Virtual expert panels stand out among the long-term interventions that resulted in recommendations or changes in funding practices and the broader research ecosystem. The teleconferences, despite not having significantly reduced the discussion time, resulted in opinions with a quality comparable to the traditional meeting model (face-to-face), showing a high level of reliability, in addition to cost reductions.

Other variations of the traditional peer review model concern the issue of anonymity, briefly discussed earlier, in the quest to improve the reliability of peer review and achieve greater consensus and diversity in the selection of proposals. Thus, agencies can take advantage of five alternatives: (i) single-blind: the reviewer remains anonymous, but the candidate is identifiable; (ii) double-blind: both (reviewer and candidate) are kept anonymous; (iii) triple-blind: candidates, reviewers, and editorial/scientific committee are not identified; (iii) blind review: the reviewer is identified and (iv) open review: a system of open review in which the identities of the authors and reviewers are public.

For example, the Volkswagen Foundation (Germany) has used double-blind peer review to assess proposals submitted to the “Experiment!” [14], which supports researchers in science and engineering in the development of research with a high degree of risk, based on the assumption that this model will avoid biases related to the characteristics of the applicants, prioritizing the quality of the idea and not the reputation of the candidate (Horbach & Halffman, 2018) [15].

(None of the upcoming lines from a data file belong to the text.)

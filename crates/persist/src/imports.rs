//! External symbol references and import coalescing

use std::fmt;

use log::debug;

use crate::{names::UniqueNameAllocator, types::FxIndexMap};

/// A symbol a template needs from outside the archive
#[derive(Debug, Clone, PartialEq, Eq, Hash)]
pub struct ExternalSymbolRef {
    /// Module the symbol comes from
    pub source: String,
    /// Symbol inside `source`; `None` imports the module itself
    pub name: Option<String>,
    /// Name the template uses for the symbol
    pub alias: String,
}

impl ExternalSymbolRef {
    /// `import source`, bound to an identifier alias.
    ///
    /// A dotted source such as `os.path` is bound as `os_path`, so the
    /// declaration reads `import os.path as os_path` and the cleanup deletes
    /// only that alias.
    pub fn module(source: &str) -> Self {
        Self {
            source: source.to_owned(),
            name: None,
            alias: source.replace('.', "_"),
        }
    }

    /// `from source import name`
    pub fn symbol(source: &str, name: &str) -> Self {
        Self {
            source: source.to_owned(),
            name: Some(name.to_owned()),
            alias: name.to_owned(),
        }
    }

    /// `from source import name as alias` (or `import source as alias` when
    /// `name` is `None`)
    pub fn aliased(source: &str, name: Option<&str>, alias: &str) -> Self {
        Self {
            source: source.to_owned(),
            name: name.map(str::to_owned),
            alias: alias.to_owned(),
        }
    }

    fn key(&self) -> (String, Option<String>) {
        (self.source.clone(), self.name.clone())
    }
}

#[derive(Debug, Clone, Copy, PartialEq, Eq)]
pub enum ImportForm {
    /// `import source` or `import source as alias`
    Module,
    /// `from source import name`
    Plain,
    /// `from source import name as alias`
    Aliased,
}

/// A final import declaration
#[derive(Debug, Clone, PartialEq, Eq)]
pub struct ImportDecl {
    pub source: String,
    pub name: Option<String>,
    pub alias: String,
}

impl ImportDecl {
    pub fn form(&self) -> ImportForm {
        match &self.name {
            None => ImportForm::Module,
            Some(name) if *name == self.alias => ImportForm::Plain,
            Some(_) => ImportForm::Aliased,
        }
    }
}

impl fmt::Display for ImportDecl {
    fn fmt(&self, f: &mut fmt::Formatter<'_>) -> fmt::Result {
        match &self.name {
            None if self.source == self.alias => write!(f, "import {}", self.source),
            None => write!(f, "import {} as {}", self.source, self.alias),
            Some(name) if *name == self.alias => {
                write!(f, "from {} import {name}", self.source)
            }
            Some(name) => write!(f, "from {} import {name} as {}", self.source, self.alias),
        }
    }
}

/// Deduplicates external references by (source, name), one alias per pair
#[derive(Debug, Clone, Default)]
pub struct ImportCoalescer {
    table: FxIndexMap<(String, Option<String>), String>,
}

impl ImportCoalescer {
    pub fn new() -> Self {
        Self::default()
    }

    /// Register `symbol` and return the alias templates must use for it.
    ///
    /// The first reference to a pair claims its desired alias through
    /// `names`, so the alias never shadows an object or an earlier import.
    pub fn coalesce(
        &mut self,
        symbol: &ExternalSymbolRef,
        names: &mut UniqueNameAllocator,
    ) -> String {
        let key = symbol.key();
        if let Some(alias) = self.table.get(&key) {
            return alias.clone();
        }
        let alias = names.claim(&symbol.alias);
        if alias != symbol.alias {
            debug!(
                "Import alias '{}' for {}.{} taken, using '{alias}'",
                symbol.alias,
                symbol.source,
                symbol.name.as_deref().unwrap_or("*")
            );
        }
        self.table.insert(key, alias.clone());
        alias
    }

    pub fn alias_for(&self, source: &str, name: Option<&str>) -> Option<&str> {
        self.table
            .get(&(source.to_owned(), name.map(str::to_owned)))
            .map(String::as_str)
    }

    /// Declarations in first-seen order
    pub fn declarations(&self) -> Vec<ImportDecl> {
        self.table
            .iter()
            .map(|((source, name), alias)| ImportDecl {
                source: source.clone(),
                name: name.clone(),
                alias: alias.clone(),
            })
            .collect()
    }

    pub fn len(&self) -> usize {
        self.table.len()
    }

    pub fn is_empty(&self) -> bool {
        self.table.is_empty()
    }
}

#[cfg(test)]
mod tests {
    use super::*;

    #[test]
    fn test_declaration_forms() {
        let decl = |source: &str, name: Option<&str>, alias: &str| ImportDecl {
            source: source.to_owned(),
            name: name.map(str::to_owned),
            alias: alias.to_owned(),
        };
        assert_eq!(decl("os", None, "os").to_string(), "import os");
        assert_eq!(decl("numpy", None, "np").to_string(), "import numpy as np");
        assert_eq!(decl("math", Some("inf"), "inf").to_string(), "from math import inf");
        assert_eq!(
            decl("math", Some("inf"), "inf_0").to_string(),
            "from math import inf as inf_0"
        );
        assert_eq!(decl("math", Some("inf"), "inf_0").form(), ImportForm::Aliased);
        assert_eq!(decl("os", None, "os").form(), ImportForm::Module);
        assert_eq!(
            decl("os.path", None, "os_path").to_string(),
            "import os.path as os_path"
        );
    }

    #[test]
    fn test_dotted_module_alias_is_an_identifier() {
        let mut names = UniqueNameAllocator::seeded("_", ["os_path"]);
        let mut imports = ImportCoalescer::new();
        let symbol = ExternalSymbolRef::module("os.path");
        assert_eq!(symbol.alias, "os_path");

        let alias = imports.coalesce(&symbol, &mut names);
        assert_eq!(alias, "os_path_0");
        assert_eq!(
            imports.declarations()[0].to_string(),
            "import os.path as os_path_0"
        );
    }

    #[test]
    fn test_same_module_coalesced() {
        let mut names = UniqueNameAllocator::default();
        let mut imports = ImportCoalescer::new();
        let first = imports.coalesce(&ExternalSymbolRef::module("moduleFoo"), &mut names);
        let second = imports.coalesce(&ExternalSymbolRef::module("moduleFoo"), &mut names);
        assert_eq!(first, "moduleFoo");
        assert_eq!(first, second);
        assert_eq!(imports.declarations().len(), 1);
    }

    #[test]
    fn test_alias_avoids_taken_names() {
        let mut names = UniqueNameAllocator::seeded("_", ["inf"]);
        let mut imports = ImportCoalescer::new();
        let alias = imports.coalesce(&ExternalSymbolRef::symbol("math", "inf"), &mut names);
        assert_eq!(alias, "inf_0");
        assert_eq!(imports.alias_for("math", Some("inf")), Some("inf_0"));
        assert_eq!(
            imports.declarations()[0].to_string(),
            "from math import inf as inf_0"
        );
    }

    #[test]
    fn test_distinct_sources_with_same_alias() {
        let mut names = UniqueNameAllocator::default();
        let mut imports = ImportCoalescer::new();
        let a = imports.coalesce(&ExternalSymbolRef::symbol("numpy", "array"), &mut names);
        let b = imports.coalesce(&ExternalSymbolRef::symbol("array", "array"), &mut names);
        assert_eq!((a.as_str(), b.as_str()), ("array", "array_0"));
        // Later lookups by key return the claimed alias
        let again = imports.coalesce(
            &ExternalSymbolRef::aliased("array", Some("array"), "arr"),
            &mut names,
        );
        assert_eq!(again, "array_0");
    }
}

Other interventions seek to improve metrics and assessment indicators to increase the capacity of funded research to deliver scientific, economic, and social benefits. It is worth highlighting the experience of the US NSF and the Wellcome Trust (a foundation that funds biomedical research in the United Kingdom), which associated the use of traditional and well-established metrics of research performance and impact (such as citation index and the journal’s impact factor) with alternative metrics (altmetrics), capable of providing decision-makers with a more realistic scenario on the activity and impact of scientific production (Recio-Saucedo et al., 2022; Pierro, 2016 ). [16]

The practice aligns with the recommendations in the San Francisco Declaration on Research Assessment (DORA) [17]. It has influenced funding agencies, which have been adopting broader metrics to assess the performance of researchers (Marques, 2021) [18]. Most funding agencies apply two or more criteria to assess research proposals and implement different criteria depending on the program’s scope (Shailes, 2017) [19]. This is the case of the Australian Research Council (ARC), which, in supporting programs for young researchers, uses “project quality and innovation” as the main criteria, while in support lines related to university-industry-government collaboration, the emphasis is placed on the commitment of the partner organizations and the importance and innovation level of the project, with less weight on criteria regarding the researchers themselves.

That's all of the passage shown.